## Excerpted records
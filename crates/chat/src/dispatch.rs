use std::time::Duration;

use bubble_storage::SessionId;
use snafu::ensure;

use crate::error::{ChatError, ChatResult, EmptyInputSnafu, NoActiveSessionSnafu};
use crate::message::{Message, MessageType};
use crate::remote::{
    AppendMessageRequest, CHAT_SESSION_TYPE, CreateSessionRequest, CreateSessionResponse,
    SessionStatus, SessionUser, UserProfile,
};
use crate::store::{Flag, SessionStore};

pub const DEFAULT_ERROR_CLEAR_DELAY: Duration = Duration::from_millis(3_000);
pub const DEFAULT_SUGGESTED_PROMPT_DELAY: Duration = Duration::from_millis(500);

/// Backend request produced by the local commit phase.
#[derive(Debug, Clone, PartialEq)]
pub enum RemoteCall {
    CreateSession(CreateSessionRequest),
    AppendMessage(AppendMessageRequest),
}

impl RemoteCall {
    pub fn operation(&self) -> &'static str {
        match self {
            Self::CreateSession(_) => "create-session",
            Self::AppendMessage(_) => "append-message",
        }
    }
}

/// When the remote phase may start relative to the local commit.
#[derive(Debug, Clone, Copy, PartialEq, Eq)]
pub enum DispatchDelay {
    Immediate,
    /// After the event loop has yielded once, so the committed message is published first.
    NextTick,
    After(Duration),
}

#[derive(Debug, Clone, PartialEq)]
pub struct ScheduledCall {
    pub call: RemoteCall,
    pub delay: DispatchDelay,
}

#[derive(Debug, Clone, Copy, PartialEq, Eq)]
pub struct DispatchTimings {
    /// Lifetime of a transient error notice.
    pub error_clear: Duration,
    pub quick_reply: DispatchDelay,
    pub suggested_prompt: DispatchDelay,
}

impl Default for DispatchTimings {
    fn default() -> Self {
        Self {
            error_clear: DEFAULT_ERROR_CLEAR_DELAY,
            quick_reply: DispatchDelay::NextTick,
            suggested_prompt: DispatchDelay::After(DEFAULT_SUGGESTED_PROMPT_DELAY),
        }
    }
}

/// Turns user gestures into optimistic store updates plus deferred backend calls.
///
/// Every operation runs in two phases: the local commit happens synchronously on the
/// store, and the returned [`ScheduledCall`] tells the caller when the backend may be
/// contacted. The local append is therefore always published before any network
/// round-trip begins.
#[derive(Debug, Clone)]
pub struct MessageDispatcher {
    user: UserProfile,
    timings: DispatchTimings,
}

impl MessageDispatcher {
    pub fn new(user: UserProfile, timings: DispatchTimings) -> Self {
        Self { user, timings }
    }

    pub fn timings(&self) -> DispatchTimings {
        self.timings
    }

    pub fn user(&self) -> &UserProfile {
        &self.user
    }

    pub fn start_conversation(&self, store: &mut SessionStore, message: Message) -> ScheduledCall {
        self.start_conversation_after(store, message, DispatchDelay::Immediate)
    }

    fn start_conversation_after(
        &self,
        store: &mut SessionStore,
        message: Message,
        delay: DispatchDelay,
    ) -> ScheduledCall {
        store.append(message.clone());
        store.set_flag(Flag::Typing, true);
        store.set_creating(true);

        ScheduledCall {
            call: RemoteCall::CreateSession(CreateSessionRequest {
                user: SessionUser::from(&self.user),
                kind: CHAT_SESSION_TYPE.to_string(),
                message,
            }),
            delay,
        }
    }

    pub fn send_follow_up(
        &self,
        store: &mut SessionStore,
        message: Message,
        session_id: Option<&SessionId>,
    ) -> ChatResult<ScheduledCall> {
        self.send_follow_up_after(store, message, session_id, DispatchDelay::Immediate)
    }

    fn send_follow_up_after(
        &self,
        store: &mut SessionStore,
        message: Message,
        session_id: Option<&SessionId>,
        delay: DispatchDelay,
    ) -> ChatResult<ScheduledCall> {
        let Some(session_id) = session_id else {
            return NoActiveSessionSnafu {
                stage: "send-follow-up",
            }
            .fail();
        };

        store.append(message.clone());
        store.set_flag(Flag::Typing, true);

        Ok(ScheduledCall {
            call: RemoteCall::AppendMessage(AppendMessageRequest {
                message,
                session_id: session_id.clone(),
            }),
            delay,
        })
    }

    /// Starts a conversation when the backend knows none yet, otherwise appends to it.
    fn route(
        &self,
        store: &mut SessionStore,
        message: Message,
        follow_up_delay: DispatchDelay,
        start_delay: DispatchDelay,
    ) -> ChatResult<ScheduledCall> {
        match store.session_id().cloned() {
            None => Ok(self.start_conversation_after(store, message, start_delay)),
            Some(session_id) => {
                self.send_follow_up_after(store, message, Some(&session_id), follow_up_delay)
            }
        }
    }

    /// Submits the typed input. Rejects empty input without touching any flag.
    pub fn submit_text_input(&self, store: &mut SessionStore) -> ChatResult<ScheduledCall> {
        let text = store.input().trim().to_string();
        ensure!(
            !text.is_empty(),
            EmptyInputSnafu {
                stage: "submit-text-input",
            }
        );
        self.ensure_routable(store, "submit-text-input")?;

        store.set_flag(Flag::Streaming, true);
        store.set_input("");
        self.route(
            store,
            Message::human(MessageType::Text, text),
            DispatchDelay::Immediate,
            DispatchDelay::Immediate,
        )
    }

    /// Enter only submits from an idle composer with something typed.
    pub fn accepts_enter(&self, store: &SessionStore) -> bool {
        !store.flag(Flag::Typing) && !store.flag(Flag::Streaming) && !store.input().is_empty()
    }

    pub fn submit_quick_reply(
        &self,
        store: &mut SessionStore,
        option: &str,
    ) -> ChatResult<ScheduledCall> {
        self.ensure_routable(store, "submit-quick-reply")?;

        store.set_input(option);
        store.set_flag(Flag::Streaming, true);
        self.route(
            store,
            Message::human(MessageType::QuickReply, option),
            self.timings.quick_reply,
            DispatchDelay::Immediate,
        )
    }

    pub fn submit_suggested_prompt(
        &self,
        store: &mut SessionStore,
        prompt: &str,
    ) -> ChatResult<ScheduledCall> {
        self.ensure_routable(store, "submit-suggested-prompt")?;

        store.set_input(prompt);
        self.route(
            store,
            Message::human(MessageType::Text, prompt),
            self.timings.suggested_prompt,
            self.timings.suggested_prompt,
        )
    }

    /// Applies a successful create-session response.
    pub fn complete_start(&self, store: &mut SessionStore, response: &CreateSessionResponse) {
        store.set_creating(false);
        store.set_flag(Flag::Typing, false);
        if response.status == SessionStatus::Created {
            store.set_flag(Flag::Streaming, true);
        }
        store.adopt_remote_session(response.data.id.clone());
        store.set_flag(Flag::SessionLoaded, true);
    }

    /// Rolls back the pending indicators after a rejected backend call.
    ///
    /// The optimistic message stays; the session id stays unset when creation failed.
    pub fn fail_remote(&self, store: &mut SessionStore) {
        store.set_creating(false);
        store.set_flag(Flag::Typing, false);
        store.set_flag(Flag::Streaming, false);
    }

    // While creation is in flight there is no id to append to yet.
    fn ensure_routable(&self, store: &SessionStore, stage: &'static str) -> ChatResult<()> {
        if store.is_creating() {
            return Err(ChatError::NoActiveSession { stage });
        }
        Ok(())
    }
}

#[cfg(test)]
mod tests {
    use super::*;
    use crate::message::Role;
    use crate::remote::RemoteSession;

    fn dispatcher() -> MessageDispatcher {
        MessageDispatcher::new(UserProfile::default(), DispatchTimings::default())
    }

    fn session_with_id(id: &str) -> SessionStore {
        let mut store = SessionStore::new();
        store.append(Message::human(MessageType::Text, "first"));
        store.adopt_remote_session(SessionId::parse(id).unwrap());
        store
    }

    fn created(id: &str) -> CreateSessionResponse {
        CreateSessionResponse {
            status: SessionStatus::Created,
            data: RemoteSession {
                id: SessionId::parse(id).unwrap(),
                messages: Vec::new(),
            },
        }
    }

    #[test]
    fn empty_input_is_rejected_without_side_effects() {
        let mut store = SessionStore::new();
        store.set_input("   ");
        let before = store.clone();

        let result = dispatcher().submit_text_input(&mut store);

        assert!(matches!(result, Err(ChatError::EmptyInput { .. })));
        assert_eq!(store, before);
    }

    #[test]
    fn first_text_submission_starts_a_conversation() {
        let mut store = SessionStore::new();
        store.set_input("hi");

        let scheduled = dispatcher().submit_text_input(&mut store).unwrap();

        assert_eq!(scheduled.delay, DispatchDelay::Immediate);
        let RemoteCall::CreateSession(request) = scheduled.call else {
            panic!("expected create-session");
        };
        assert_eq!(request.kind, "chat");
        assert_eq!(request.message.text(), Some("hi"));
        assert_eq!(store.messages().len(), 1);
        assert!(store.flag(Flag::Typing));
        assert!(store.flag(Flag::Streaming));
        assert_eq!(store.input(), "");
    }

    #[test]
    fn follow_up_requires_a_session_id() {
        let mut store = SessionStore::new();
        let result =
            dispatcher().send_follow_up(&mut store, Message::human(MessageType::Text, "x"), None);
        assert!(matches!(result, Err(ChatError::NoActiveSession { .. })));
        assert!(store.messages().is_empty());
    }

    #[test]
    fn follow_up_appends_and_sets_typing_but_not_streaming() {
        let mut store = session_with_id("s1");
        let session_id = store.session_id().cloned();

        let scheduled = dispatcher()
            .send_follow_up(
                &mut store,
                Message::human(MessageType::Text, "more"),
                session_id.as_ref(),
            )
            .unwrap();

        let RemoteCall::AppendMessage(request) = scheduled.call else {
            panic!("expected append-message");
        };
        assert_eq!(request.session_id.as_str(), "s1");
        assert_eq!(store.messages().len(), 2);
        assert!(store.flag(Flag::Typing));
        assert!(!store.flag(Flag::Streaming));
    }

    #[test]
    fn quick_reply_defers_follow_up_by_one_tick() {
        let mut store = session_with_id("s1");

        let scheduled = dispatcher().submit_quick_reply(&mut store, "Yes").unwrap();

        assert_eq!(scheduled.delay, DispatchDelay::NextTick);
        let last = store.messages().last().unwrap();
        assert_eq!(last.role, Role::Human);
        assert_eq!(last.message_type, Some(MessageType::QuickReply));
        assert_eq!(store.input(), "Yes");
        assert!(store.flag(Flag::Streaming));
    }

    #[test]
    fn quick_reply_without_session_starts_immediately() {
        let mut store = SessionStore::new();
        let scheduled = dispatcher().submit_quick_reply(&mut store, "Yes").unwrap();
        assert_eq!(scheduled.delay, DispatchDelay::Immediate);
        assert!(matches!(scheduled.call, RemoteCall::CreateSession(_)));
    }

    #[test]
    fn suggested_prompt_commits_locally_before_the_delayed_call() {
        let mut store = SessionStore::new();

        let scheduled = dispatcher()
            .submit_suggested_prompt(&mut store, "Plan my week")
            .unwrap();

        assert_eq!(
            scheduled.delay,
            DispatchDelay::After(DEFAULT_SUGGESTED_PROMPT_DELAY)
        );
        assert_eq!(store.messages().len(), 1);
        assert_eq!(store.messages()[0].text(), Some("Plan my week"));
        assert!(store.flag(Flag::Typing));
    }

    #[test]
    fn submissions_wait_for_pending_session_creation() {
        let mut store = SessionStore::new();
        let dispatcher = dispatcher();
        dispatcher.start_conversation(&mut store, Message::human(MessageType::Text, "first"));

        let result = dispatcher.submit_quick_reply(&mut store, "Yes");

        assert!(matches!(result, Err(ChatError::NoActiveSession { .. })));
        assert_eq!(store.messages().len(), 1);
        assert_eq!(store.input(), "");
    }

    #[test]
    fn enter_is_gated_on_idle_composer() {
        let dispatcher = dispatcher();
        let mut store = SessionStore::new();
        assert!(!dispatcher.accepts_enter(&store));

        store.set_input("hello");
        assert!(dispatcher.accepts_enter(&store));

        store.set_flag(Flag::Typing, true);
        assert!(!dispatcher.accepts_enter(&store));
        store.set_flag(Flag::Typing, false);
        store.set_flag(Flag::Streaming, true);
        assert!(!dispatcher.accepts_enter(&store));
    }

    #[test]
    fn complete_start_marks_session_loaded() {
        let mut store = SessionStore::new();
        store.set_input("hi");
        let dispatcher = dispatcher();
        dispatcher.submit_text_input(&mut store).unwrap();
        store.set_flag(Flag::Streaming, false);

        dispatcher.complete_start(&mut store, &created("s1"));

        assert!(!store.flag(Flag::Typing));
        assert!(store.flag(Flag::Streaming));
        assert!(store.flag(Flag::SessionLoaded));
        assert_eq!(store.session_id().map(SessionId::as_str), Some("s1"));
        assert_eq!(store.messages().len(), 1);
    }

    #[test]
    fn complete_start_without_created_status_does_not_stream() {
        let mut store = SessionStore::new();
        let mut response = created("s1");
        response.status = SessionStatus::Other;

        dispatcher().complete_start(&mut store, &response);

        assert!(!store.flag(Flag::Streaming));
        assert!(store.flag(Flag::SessionLoaded));
    }

    #[test]
    fn failed_remote_call_clears_pending_indicators() {
        let mut store = SessionStore::new();
        store.set_input("hi");
        let dispatcher = dispatcher();
        dispatcher.submit_text_input(&mut store).unwrap();

        dispatcher.fail_remote(&mut store);

        assert!(!store.flag(Flag::Typing));
        assert!(!store.flag(Flag::Streaming));
        assert_eq!(store.session_id(), None);
        assert_eq!(store.messages().len(), 1);
    }

    #[test]
    fn failed_start_can_be_retried_with_a_new_create() {
        let mut store = SessionStore::new();
        let dispatcher = dispatcher();
        dispatcher.start_conversation(&mut store, Message::human(MessageType::Text, "hi"));
        dispatcher.fail_remote(&mut store);

        store.set_input("hi again");
        let scheduled = dispatcher.submit_text_input(&mut store).unwrap();

        assert!(matches!(scheduled.call, RemoteCall::CreateSession(_)));
        assert_eq!(store.messages().len(), 2);
        assert!(store.is_creating());
    }
}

## Assignment
Please report every line of the records above that contains the word "Duration".

## Finished task
use std::time::Duration;
pub const DEFAULT_ERROR_CLEAR_DELAY: Duration = Duration::from_millis(3_000);
pub const DEFAULT_SUGGESTED_PROMPT_DELAY: Duration = Duration::from_millis(500);
    After(Duration),
    pub error_clear: Duration,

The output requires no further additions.